Thursday, March 5, 2015

Reverend Sasquatch Solutions for a Troubled World

Here at the Ministry of the Internet, the solution to the Middle East problem seems obvious:  spiders.

A typical attack bombs a target to destroy materiel and kill people but, as we've seen, this just pisses them off and they get more.  If you have to deal with a tough guy, you don't draw down on him as he will just stand there and spit in your face.  However, if you throw a spider at him then he will scream like a girl.

Spider bombs, that's the answer.

Maybe you think this is impractical but I knew a scientist at the University of Cincinnati, George Uetz, one of whose specialties is breeding black widow spiders.  I have no idea what he did with them once he got a good collection of them but his office had cages all around, full of spiders.  This was the bar none creepiest place in the Universe.  He is also an excellent acoustic guitarist and I'm pretty sure he performed on a song on the WEBN album project and he may have written it.  So, for black widows or cool jams, he's yer huckleberry.

Oh, you think I make this up ... alright ...





As to the black widows, well, we shall need a better interface before we can present those.

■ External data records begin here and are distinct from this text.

#[cfg(test)]
mod tests {
    use super::*;
    use rstest::rstest;

    fn sign(secret: &str, ts: i64, body: &[u8]) -> String {
        let mut mac = HmacSha256::new_from_slice(secret.as_bytes()).unwrap();
        mac.update(format!("{}.", ts).as_bytes());
        mac.update(body);
        hex::encode(mac.finalize().into_bytes())
    }

    #[rstest]
    #[case("https://calendly.com/studio/konsultasi", "https://calendly.com/studio/konsultasi?utm_content=abc")]
    #[case("https://cal.example/x?a=1", "https://cal.example/x?a=1&utm_content=abc")]
    #[case("https://cal.example/x?", "https://cal.example/x?utm_content=abc")]
    #[case("https://cal.example/x#top", "https://cal.example/x?utm_content=abc#top")]
    fn token_is_appended(#[case] link: &str, #[case] expected: &str) {
        assert_eq!(with_correlation_token(link, "abc"), expected);
    }

    #[test]
    fn tokens_are_unique_hex() {
        let a = correlation_token();
        let b = correlation_token();
        assert_eq!(a.len(), 32);
        assert!(a.chars().all(|c| c.is_ascii_hexdigit()));
        assert_ne!(a, b);
    }

    #[test]
    fn signature_verification() {
        let body = br#"{"event":"invitee.created"}"#;
        let now = Utc::now();
        let ts = now.timestamp();
        let good = format!("t={},v1={}", ts, sign("s3cret", ts, body));

        assert!(verify_signature("s3cret", Some(&good), body, now, 300).is_ok());
        assert!(verify_signature("other", Some(&good), body, now, 300).is_err());
        assert!(verify_signature("s3cret", Some(&good), b"{}", now, 300).is_err());
        assert!(verify_signature("s3cret", None, body, now, 300).is_err());

        let stale_ts = ts - 3600;
        let stale = format!("t={},v1={}", stale_ts, sign("s3cret", stale_ts, body));
        assert!(verify_signature("s3cret", Some(&stale), body, now, 300).is_err());
    }

    #[test]
    fn payload_extracts_phone_and_notes() {
        let webhook: SchedulingWebhook = serde_json::from_value(serde_json::json!({
            "event": "invitee.created",
            "payload": {
                "name": "Rina",
                "questions_and_answers": [
                    { "question": "Nomor WhatsApp / Phone", "answer": "081234567890" },
                    { "question": "Konsep", "answer": "Outdoor" }
                ],
                "tracking": { "utm_content": "tok" },
                "unknown": 1
            }
        }))
        .unwrap();
        assert_eq!(webhook.payload.phone().as_deref(), Some("081234567890"));
        assert_eq!(
            webhook.payload.notes().as_deref(),
            Some("Nomor WhatsApp / Phone: 081234567890\nKonsep: Outdoor")
        );
    }
}
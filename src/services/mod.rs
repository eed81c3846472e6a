// Accounts and principals
pub mod account;
pub mod customers;

// Catalog and booking lifecycle
pub mod bookings;
pub mod catalog;
pub mod meetings;
pub mod payments;

// Generated artefacts
pub mod documents;
pub mod reports;

pub(crate) const DEFAULT_PAGE_SIZE: u64 = 20;
pub(crate) const MAX_PAGE_SIZE: u64 = 100;

/// Normalises 1-based paging input into `(page, limit)`.
pub(crate) fn page_bounds(page: Option<u64>, limit: Option<u64>) -> (u64, u64) {
    let page = page.unwrap_or(1).max(1);
    let limit = limit
        .unwrap_or(DEFAULT_PAGE_SIZE)
        .clamp(1, MAX_PAGE_SIZE);
    (page, limit)
}

/// Trims optional free text and drops it when blank.
pub(crate) fn non_blank(value: Option<String>) -> Option<String> {
    value
        .map(|v| v.trim().to_string())
        .filter(|v| !v.is_empty())
}

#[cfg(test)]
mod tests {
    use super::*;

    #[test]
    fn paging_defaults_and_clamps() {
        assert_eq!(page_bounds(None, None), (1, DEFAULT_PAGE_SIZE));
        assert_eq!(page_bounds(Some(0), Some(0)), (1, 1));
        assert_eq!(page_bounds(Some(3), Some(500)), (3, MAX_PAGE_SIZE));
    }

    #[test]
    fn blank_text_is_dropped() {
        assert_eq!(non_blank(Some("  ".into())), None);
        assert_eq!(non_blank(Some(" catatan ".into())), Some("catatan".into()));
        assert_eq!(non_blank(None), None);
    }
}
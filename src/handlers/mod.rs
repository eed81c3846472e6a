pub mod auth;
pub mod common;
pub mod documents;
pub mod layanan;
pub mod layanan_media;
pub mod meeting;
pub mod pembayaran;
pub mod pemesanan;
pub mod pengguna;
pub mod rekap;
pub mod upload;

use crate::{
    auth::AuthService,
    config::AppConfig,
    documents::DocumentRenderer,
    errors::ServiceError,
    services::{
        account::AccountService,
        bookings::BookingService,
        catalog::CatalogService,
        customers::CustomerService,
        documents::DocumentService,
        meetings::{MeetingService, MeetingSettings},
        payments::PaymentService,
        reports::ReportService,
    },
    storage::FileStore,
};
use sea_orm::DatabaseConnection;
use std::sync::Arc;

// Re-export AppState so handler modules can import it as crate::handlers::AppState
pub use crate::AppState;

/// Services layer that encapsulates business logic used by HTTP handlers
#[derive(Clone)]
pub struct AppServices {
    pub auth: Arc<AuthService>,
    pub files: Arc<FileStore>,
    pub accounts: Arc<AccountService>,
    pub customers: Arc<CustomerService>,
    pub catalog: Arc<CatalogService>,
    pub bookings: Arc<BookingService>,
    pub payments: Arc<PaymentService>,
    pub meetings: Arc<MeetingService>,
    pub documents: Arc<DocumentService>,
    pub reports: Arc<ReportService>,
}

impl AppServices {
    pub fn new(
        db: Arc<DatabaseConnection>,
        config: &AppConfig,
        auth: Arc<AuthService>,
        files: Arc<FileStore>,
    ) -> Result<Self, ServiceError> {
        let renderer = Arc::new(DocumentRenderer::new()?);

        Ok(Self {
            accounts: Arc::new(AccountService::new(db.clone(), auth.clone())),
            customers: Arc::new(CustomerService::new(db.clone(), files.clone())),
            catalog: Arc::new(CatalogService::new(db.clone(), files.clone())),
            bookings: Arc::new(BookingService::new(db.clone())),
            payments: Arc::new(PaymentService::new(db.clone(), files.clone())),
            meetings: Arc::new(MeetingService::new(
                db.clone(),
                MeetingSettings::from(config),
            )),
            documents: Arc::new(DocumentService::new(
                db.clone(),
                files.clone(),
                renderer,
                config.studio.clone(),
            )),
            reports: Arc::new(ReportService::new(db, files.clone())),
            auth,
            files,
        })
    }
}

So these spider bombs don't explode and the bad guys will never know you did it ... until a spider crawls into the tent and bites him.  Do this for a while and your enemy encampment is going to go home in a hurry.

Maybe you don't think this would work but when was the last time you looked under your desk.  You know spiders like cool, dark places and they won't bite unless you move in a way they feel threatens them.  So ... don't move too fast, ok?  There probably isn't a spider under there anyway, right?